-- Opening Marker --

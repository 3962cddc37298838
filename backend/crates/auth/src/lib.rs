//! Auth (Identity) Backend Module
//!
//! Clean Architecture structure:
//! - `domain/` - Business logic, entities, repository traits
//! - `application/` - Use cases and application services
//! - `infra/` - Database implementations
//! - `presentation/` - HTTP handlers, DTOs, router, middleware
//!
//! ## Features
//! - Account registration with username + email + password
//! - Login issuing a signed, time-limited bearer token
//! - Stateless access guard binding the caller's account to the request
//! - Best-effort welcome/login email notifications
//!
//! ## Security Model
//! - Passwords hashed with Argon2id, never stored or logged in clear
//! - Tokens are HMAC-SHA256 signed claims with a 1-hour expiry
//! - No server-side session state, therefore no revocation before expiry
//! - Login failures use a single message for unknown email and wrong password

pub mod application;
pub mod domain;
pub mod error;
pub mod infra;
pub mod presentation;

// Re-exports for convenience
pub use application::config::AuthConfig;
pub use error::{AuthError, AuthResult};
pub use infra::postgres::PgAccountRepository;
pub use presentation::middleware::{CurrentAccount, require_account};
pub use presentation::router::auth_router;

// Re-export kernel error types for unified error handling
pub use kernel::error::{
    app_error::{AppError, AppResult},
    kind::ErrorKind,
};

// Convenience re-exports
pub mod config {
    pub use crate::application::config::*;
}

pub mod models {
    pub use crate::domain::entity::*;
    pub use crate::domain::value_object::*;
    pub use crate::presentation::dto::*;
}

pub mod handlers {
    pub use crate::presentation::handlers::*;
}

pub mod store {
    pub use crate::infra::postgres::PgAccountRepository as AccountStore;
}

pub mod router {
    pub use crate::presentation::router::*;
}

pub mod middleware {
    pub use crate::presentation::middleware::*;
}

-- Closing Marker --

• **DESCRIPTION OF THE TASK**: Transcribe the opening lines of the listing exactly, please. Stop after the line that contains "logged in clear".

• **RESPONSE TO THIS EXERCISE**:
repository 3962cddc37298838
filename backend/crates/auth/src/lib.rs
//! Auth (Identity) Backend Module
//!
//! Clean Architecture structure:
//! - `domain/` - Business logic, entities, repository traits
//! - `application/` - Use cases and application services
//! - `infra/` - Database implementations
//! - `presentation/` - HTTP handlers, DTOs, router, middleware
//!
//! ## Features
//! - Account registration with username + email + password
//! - Login issuing a signed, time-limited bearer token
//! - Stateless access guard binding the caller's account to the request
//! - Best-effort welcome/login email notifications
//!
//! ## Security Model
//! - Passwords hashed with Argon2id, never stored or logged in clear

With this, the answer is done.